Haziran ayı verilerine göre Türkiye’nin yaklaşık olarak Güneş enerjisi üretimi 20.500 MW, Rüzgar Enerjisi üretimi 14.000 MW olarak raporlanmış durumdadır. Bu rakamlarla Türkiye yenilenebilir enerji kurulu gücü olarak dünyada 9. Sırada yer almaktadır. Tüm bu üretim verileri ile Türkiye’nin 2053 net sıfır karbon hedefine ulaşması çok mümkün. Bu hedefi sadece Çevre politikası hedefi olarak değil aynı zamanda sanayii gelişimi, uluslararası ticaret ve hatta dış politika olarak değerlendirmek gerekir, dolayısı ile sürece bakanlıkları, belediyeleri yatırımcıları ve hatta yerel halkı da etkin bir şekilde dahil etmek zorundayız.

Paris İklim Anlaşması küresel iklim hedefleri açısından büyük önem taşıyor. Türkiye bu anlaşma kapsamında ne gibi yükümlülüklerle karşı karşıya?

Paris’te 2015 yılında imzalanan, bugün 195 ülkenin taraf olarak onayladığı Paris iklim anlaşması ile küresel sıcaklık artışını sanayi devrimi öncesi seviyelere kıyasla 2 °C’nin oldukça altında tutmak ve mümkünse 1,5 °C ile sınırlamak hedeflenmiştir. Mevcutta iklim değişikliği ile alakalı çalışmalar yapmak, sıcaklık artışının önüne geçmek birinci önceliği teşkil etmekle birlikte finansal açıdan da yatırımcılara birçok avantajlar sağlamaktadır.

Başta 2035 yılına kadar geri dönüşüm planlamaları tamamen uygulanmaya başlayacak, Organik tarıma ağırlık verilecek, az su ile çok üretim yapılacak. Akarsu, nehir dere rehabilitasyonları yapılacak ve temizlenecek. Taşkın programları devreye girecek. Fosil yakıtlardan kurtulup yenilenebilir enerjilere yönelmeyi ve teşvik edecek.

Bu durumda en çok Enerji, Demir Çelik Sanayisi, Tarım ve Havayolları şirketleri etkilenecek ve ivedi önlem almaları gerekecek.
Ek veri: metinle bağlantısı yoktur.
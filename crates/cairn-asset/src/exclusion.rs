//! Excluded path roots

use cairn_core::path;

/// Rejects asset paths that contain any excluded root
///
/// The list is fixed once constructed.
#[derive(Debug, Clone, Default)]
pub struct ExclusionFilter {
    roots: Vec<String>,
}

impl ExclusionFilter {
    pub fn new<I, S>(roots: I) -> Self
    where
        I: IntoIterator<Item = S>,
        S: AsRef<str>,
    {
        Self {
            roots: roots
                .into_iter()
                .map(|r| path::normalize(r.as_ref()))
                .filter(|r| !r.is_empty())
                .collect(),
        }
    }

    /// Whether the path lies under an excluded root
    pub fn is_excluded(&self, asset_path: &str) -> bool {
        let normalized = path::normalize(asset_path);
        self.roots.iter().any(|root| normalized.contains(root.as_str()))
    }

    pub fn roots(&self) -> &[String] {
        &self.roots
    }
}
Avrupa birliği ülkelerinin de imzaladığı Paris İlkim anlaşmasına göre Sıfır Emisyonlu üretim yapan firmalar daha rahat pazar bulacaklar. AB Ülkeleri ürünleri alırken ton başına ‘Sınırda Karbon Düzenleme Mekanizması’ kapsamında ek bir maliyet uygulamasıdır. Sen üretici olarak emisyonunu ne kadar azaltırsan o kadar ihracat yaparken az vergi vereceksin hem vergi ödemesinden tasarruf edecek hem de rekabet gücü artarak daha geniş pazar bulacaksın.
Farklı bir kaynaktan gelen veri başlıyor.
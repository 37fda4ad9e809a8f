//! Persisted build parameters
//!
//! A small JSON document read on first access. Setters rewrite the whole
//! document, and only when the value actually changes.

use cairn_core::{CairnError, Result};
use once_cell::unsync::OnceCell;
use serde::{Deserialize, Serialize};
use std::fs;
use std::path::{Path, PathBuf};
use tracing::debug;

/// Placeholder in `base_remote_path` replaced by the target environment
const TARGET_ENV_TOKEN: &str = "{0}";

#[derive(Debug, Clone, Default, PartialEq, Eq, Serialize, Deserialize)]
#[serde(rename_all = "camelCase")]
pub struct BuildParameters {
    #[serde(default)]
    pub base_remote_path: String,
    #[serde(default)]
    pub remote_target_env: String,
    #[serde(default)]
    pub version_code: String,
}

impl BuildParameters {
    /// Whether the base path has a slot for the target environment
    pub fn has_target_env_slot(&self) -> bool {
        self.base_remote_path.contains(TARGET_ENV_TOKEN)
    }

    /// The remote path with the target environment substituted in
    pub fn remote_path(&self) -> String {
        if self.has_target_env_slot() {
            self.base_remote_path
                .replace(TARGET_ENV_TOKEN, &self.remote_target_env)
        } else {
            self.base_remote_path.clone()
        }
    }
}

/// Lazily loaded, write-through [`BuildParameters`]
#[derive(Debug)]
pub struct BuildParameterStore {
    path: PathBuf,
    cached: OnceCell<BuildParameters>,
}

impl BuildParameterStore {
    pub fn new<P: AsRef<Path>>(path: P) -> Self {
        Self {
            path: path.as_ref().to_path_buf(),
            cached: OnceCell::new(),
        }
    }

    pub fn path(&self) -> &Path {
        &self.path
    }

    /// Current parameters, reading the file on first access
    pub fn get(&self) -> Result<&BuildParameters> {
        self.cached.get_or_try_init(|| read(&self.path))
    }

    pub fn remote_path(&self) -> Result<String> {
        Ok(self.get()?.remote_path())
    }

    pub fn set_base_remote_path(&mut self, value: &str) -> Result<bool> {
        self.update(|p| &mut p.base_remote_path, value)
    }

    pub fn set_remote_target_env(&mut self, value: &str) -> Result<bool> {
        self.update(|p| &mut p.remote_target_env, value)
    }

    pub fn set_version_code(&mut self, value: &str) -> Result<bool> {
        self.update(|p| &mut p.version_code, value)
    }

    /// Set one field; returns whether the document was rewritten
    fn update(
        &mut self,
        field: fn(&mut BuildParameters) -> &mut String,
        value: &str,
    ) -> Result<bool> {
        self.get()?;
        let params = self.cached.get_mut().ok_or_else(|| {
            CairnError::ConfigError("build parameters failed to load".to_string())
        })?;

        let slot = field(params);
        if slot.as_str() == value {
            return Ok(false);
        }
        *slot = value.to_string();

        write(&self.path, params)?;
        Ok(true)
    }
}

fn read(path: &Path) -> Result<BuildParameters> {
    if !path.exists() {
        debug!(path = %path.display(), "no build parameters yet, using defaults");
        return Ok(BuildParameters::default());
    }
    Ok(serde_json::from_str(&fs::read_to_string(path)?)?)
}

fn write(path: &Path, params: &BuildParameters) -> Result<()> {
    if let Some(parent) = path.parent() {
        fs::create_dir_all(parent)?;
    }
    fs::write(path, serde_json::to_string_pretty(params)?)?;
    debug!(path = %path.display(), "build parameters saved");
    Ok(())
}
AB'nin Sınırda Karbon Düzenleme Mekanizması kapsamında sıfır emisyon üretim yapan firmalara uyguladığı teşvikleri nasıl yorumluyorsunuz?

Karbon ayak izini azaltan yatırımcılara bazı teşviklerin uygulanması planlanıyor, peki bu ne demek? Emisyonları azaltmak için ciddi finansman destekleri gelecek. Yurt dışı fonları bu alanlara tahsis edilecek ve tabi ki bu destekler üretim maliyetlerini düşürecek. Firmaların bu desteklerden faydalanabilmesi için de bazı taahhütleri yerine getirmesi gerekiyor. Taahhütlerini yerine getirmeyenler tabi ki bir takım teşviklerden mahrum kalacağı gibi bazı yaptırımlar ile de karşılayacaklar gibi görünüyor.
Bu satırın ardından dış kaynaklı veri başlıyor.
//! Configurator registry for path-scoped group/label assignment

use cairn_core::{path, CairnError, Result};
use once_cell::sync::OnceCell;
use std::fmt;

/// Which group an assignment targets
#[derive(Debug, Clone, PartialEq, Eq)]
pub enum GroupTarget {
    /// Exact group name, optionally created from the first template when missing
    Named { name: String, force_create: bool },
    /// First group whose name contains the keyword
    Keyword(String),
}

/// Group, labels and address prefix a configurator chose for one asset
#[derive(Debug, Clone, PartialEq, Eq)]
pub struct AssignmentDecision {
    pub group: GroupTarget,
    pub labels: Vec<String>,
    pub address_prefix: Option<String>,
}

impl AssignmentDecision {
    /// Target an existing group by exact name
    pub fn to_group(name: impl Into<String>) -> Self {
        Self {
            group: GroupTarget::Named {
                name: name.into(),
                force_create: false,
            },
            labels: Vec::new(),
            address_prefix: None,
        }
    }

    /// Target the first group whose name contains `keyword`
    pub fn to_group_matching(keyword: impl Into<String>) -> Self {
        Self {
            group: GroupTarget::Keyword(keyword.into()),
            labels: Vec::new(),
            address_prefix: None,
        }
    }

    /// Create the named group if it does not exist yet
    pub fn create_group(mut self) -> Self {
        if let GroupTarget::Named { force_create, .. } = &mut self.group {
            *force_create = true;
        }
        self
    }

    pub fn with_labels<I, S>(mut self, labels: I) -> Self
    where
        I: IntoIterator<Item = S>,
        S: Into<String>,
    {
        self.labels = labels.into_iter().map(Into::into).collect();
        self
    }

    pub fn with_address_prefix(mut self, prefix: impl Into<String>) -> Self {
        self.address_prefix = Some(prefix.into());
        self
    }
}

/// What a configurator decided for an asset path
#[derive(Debug, Clone, PartialEq, Eq)]
pub enum Decision {
    Assign(AssignmentDecision),
    /// Leave the asset alone
    Skip,
    /// The asset breaks the naming convention this configurator expects
    Reject(String),
}

/// Assigns distribution settings to assets under one path prefix
pub trait AssetConfigurator: Send + Sync {
    fn configure(&self, asset_path: &str) -> Decision;
}

type ConfiguratorFactory = Box<dyn Fn() -> Box<dyn AssetConfigurator> + Send + Sync>;

/// A path prefix and the configurator responsible for it
pub struct ConfiguratorBinding {
    prefix: String,
    configurator: Box<dyn AssetConfigurator>,
}

impl ConfiguratorBinding {
    pub fn prefix(&self) -> &str {
        &self.prefix
    }

    pub fn configurator(&self) -> &dyn AssetConfigurator {
        self.configurator.as_ref()
    }
}

impl fmt::Debug for ConfiguratorBinding {
    fn fmt(&self, f: &mut fmt::Formatter<'_>) -> fmt::Result {
        f.debug_struct("ConfiguratorBinding")
            .field("prefix", &self.prefix)
            .finish_non_exhaustive()
    }
}

/// Registry mapping path prefixes to configurators
///
/// Configurators are registered as factories and instantiated once, on the
/// first lookup. From then on the registry is sealed. Lookup order is longest
/// prefix first; prefixes of equal length keep their registration order.
#[derive(Default)]
pub struct ConfiguratorRegistry {
    factories: Vec<(String, ConfiguratorFactory)>,
    bindings: OnceCell<Vec<ConfiguratorBinding>>,
}

impl ConfiguratorRegistry {
    /// Create a new empty registry
    pub fn new() -> Self {
        Self::default()
    }

    /// Register a configurator factory for every asset path containing `prefix`
    pub fn register<F, C>(&mut self, prefix: impl Into<String>, factory: F) -> Result<()>
    where
        F: Fn() -> C + Send + Sync + 'static,
        C: AssetConfigurator + 'static,
    {
        let prefix = path::normalize(&prefix.into());
        if self.bindings.get().is_some() {
            return Err(CairnError::ConfigError(format!(
                "cannot register \"{}\": the configurator registry is already in use",
                prefix
            )));
        }
        if self.factories.iter().any(|(p, _)| *p == prefix) {
            return Err(CairnError::DuplicateConfigurator(prefix));
        }

        let factory: ConfiguratorFactory =
            Box::new(move || Box::new(factory()) as Box<dyn AssetConfigurator>);
        self.factories.push((prefix, factory));
        Ok(())
    }

    /// All bindings in lookup order, instantiating configurators on first use
    pub fn bindings(&self) -> &[ConfiguratorBinding] {
        self.bindings.get_or_init(|| {
            let mut bindings: Vec<ConfiguratorBinding> = self
                .factories
                .iter()
                .map(|(prefix, factory)| ConfiguratorBinding {
                    prefix: prefix.clone(),
                    configurator: factory(),
                })
                .collect();
            // stable: equal lengths keep registration order
            bindings.sort_by(|a, b| b.prefix.len().cmp(&a.prefix.len()));
            bindings
        })
    }

    /// The first binding whose prefix is contained in the asset path
    pub fn resolve_binding(&self, asset_path: &str) -> Option<&ConfiguratorBinding> {
        let normalized = path::normalize(asset_path);
        self.bindings()
            .iter()
            .find(|b| normalized.contains(b.prefix.as_str()))
    }

    /// The configurator responsible for an asset path
    pub fn resolve(&self, asset_path: &str) -> Option<&dyn AssetConfigurator> {
        self.resolve_binding(asset_path).map(|b| b.configurator())
    }

    /// Registered prefixes in lookup order
    pub fn prefixes(&self) -> Vec<&str> {
        self.bindings().iter().map(|b| b.prefix()).collect()
    }

    pub fn len(&self) -> usize {
        self.factories.len()
    }

    pub fn is_empty(&self) -> bool {
        self.factories.is_empty()
    }
}

impl fmt::Debug for ConfiguratorRegistry {
    fn fmt(&self, f: &mut fmt::Formatter<'_>) -> fmt::Result {
        let prefixes: Vec<&str> = self.factories.iter().map(|(p, _)| p.as_str()).collect();
        f.debug_struct("ConfiguratorRegistry")
            .field("prefixes", &prefixes)
            .field("sealed", &self.bindings.get().is_some())
            .finish()
    }
}
//! Cairn Asset - Path-driven distribution settings
//!
//! This crate decides which distribution group, labels and address every asset
//! gets. Configurators are registered against path prefixes; the resolver picks
//! one per asset path (after exclusion filtering) and the assignment engine
//! applies its decision to the persisted distribution settings.

mod assign;
mod config;
mod database;
mod exclusion;
mod registry;
mod resolver;
mod rules;
mod settings;
mod types;

#[cfg(test)]
mod test_support;

pub use assign::AssignmentEngine;
pub use config::{ProjectConfig, ProjectSection};
pub use database::{AssetDatabase, FsAssetDatabase};
pub use exclusion::ExclusionFilter;
pub use registry::{
    AssetConfigurator, AssignmentDecision, ConfiguratorBinding, ConfiguratorRegistry, Decision,
    GroupTarget,
};
pub use resolver::{
    AutoSettings, BatchReport, ConfigureFailure, ConfigureOutcome, DirectoryScan, ReloadReport,
    SkipReason,
};
pub use rules::{RuleConfig, RuleConfigurator};
pub use settings::{
    AssetEntry, BundleSchema, DistributionGroup, DistributionSettings, GroupTemplate,
};
pub use types::{AssetInfo, AssetType};
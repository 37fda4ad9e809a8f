//! Group, address and label assignment against the distribution settings

use crate::database::AssetDatabase;
use crate::registry::{AssignmentDecision, GroupTarget};
use crate::settings::{DistributionGroup, DistributionSettings};
use cairn_core::{path, CairnError, Result};
use tracing::{debug, info, warn};

/// Applies assignment decisions to distribution settings
///
/// Every mutating call persists the settings before returning.
pub struct AssignmentEngine<'a> {
    settings: &'a mut DistributionSettings,
    database: &'a dyn AssetDatabase,
}
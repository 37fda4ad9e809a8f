//! Catalog documents mapping addresses to physical asset locations
//!
//! Written by the build pipeline, read by the runtime loader.

use crate::Result;
use serde::{Deserialize, Serialize};
use std::path::Path;

/// One addressable entry in a built catalog
#[derive(Debug, Clone, PartialEq, Eq, Serialize, Deserialize)]
pub struct CatalogEntry {
    pub address: String,
    /// Location of the content, relative to the catalog file
    pub path: String,
    pub group: String,
    #[serde(default)]
    pub labels: Vec<String>,
}

/// A built catalog
#[derive(Debug, Clone, PartialEq, Eq, Serialize, Deserialize)]
pub struct CatalogDocument {
    pub locator_id: String,
    pub version_code: String,
    #[serde(default)]
    pub entries: Vec<CatalogEntry>,
}

impl CatalogDocument {
    /// Find an entry by address
    pub fn find(&self, address: &str) -> Option<&CatalogEntry> {
        self.entries.iter().find(|e| e.address == address)
    }

    /// Load a catalog from a JSON file
    pub fn load(path: &Path) -> Result<Self> {
        let content = std::fs::read_to_string(path)?;
        Self::from_json(&content)
    }

    /// Parse a catalog from JSON text
    pub fn from_json(content: &str) -> Result<Self> {
        Ok(serde_json::from_str(content)?)
    }

    /// Save the catalog as pretty-printed JSON
    pub fn save(&self, path: &Path) -> Result<()> {
        if let Some(parent) = path.parent() {
            std::fs::create_dir_all(parent)?;
        }
        std::fs::write(path, serde_json::to_string_pretty(self)?)?;
        Ok(())
    }
}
Avrupa Yeşil Mutabakatı'nın Türkiye açısından önemi nedir? Bu sürece adapte olmanın ihracat ve sanayi açısından etkileri neler olacak?

Avrupa Yeşil Mutabakatı, Türkiye için kritik bir öneme sahip. AB’nin Türkiye ile Gümrük Birliği ortağı olması, ticari faaliyetleri oldukça hareketli kılmaktadır. Ticaret Bakanlığı’nın 2021 yılı verilerine göre Avrupa Birliği, Türkiye’nin 93 milyar dolarlık ihracatından %41 oranında pay alarak, toplam ihracatta ilk sıralarda yer almaktadır. Dolayısıyla hem ticari ilişkilerin yoğunluğu hem de sürdürülebilir kalkınma hedefleri sebebiyle Türkiye’nin Avrupa Yeşil Mutabakatı sürecinde aktif bir şekilde yer alacağını gösteriyor.

Son olarak, değişen dünyada Türkiye’nin bu hızlı enerji dönüşümüne nasıl ayak uydurması gerekiyor? Sizce oyunun içinde kalmak için atılması gereken en kritik adımlar neler?

Sonuç olarak değişen dünyada bu hızlı gelişmelere ayak uydurmak, yenilikleri çok yakından takip etmek ve hatta gerekirse taklit etmek zorundayız. Oyunun içinde kalmak için oyunu ve oyuncuları iyi analiz etmek ve stratejik hamleler yapmak büyük önem taşımaktadır.

Daha önce de ifade ettiğim gibi aynı masada oturan taraflar ihtiyaçlarını, karşılaştıkları zorlukları ve ivedi çözümlerini hızlıca ortaya koymalıdır. Her kaybettiğimiz zaman ülke ekonomisine zarar yazmaya devam ediyor.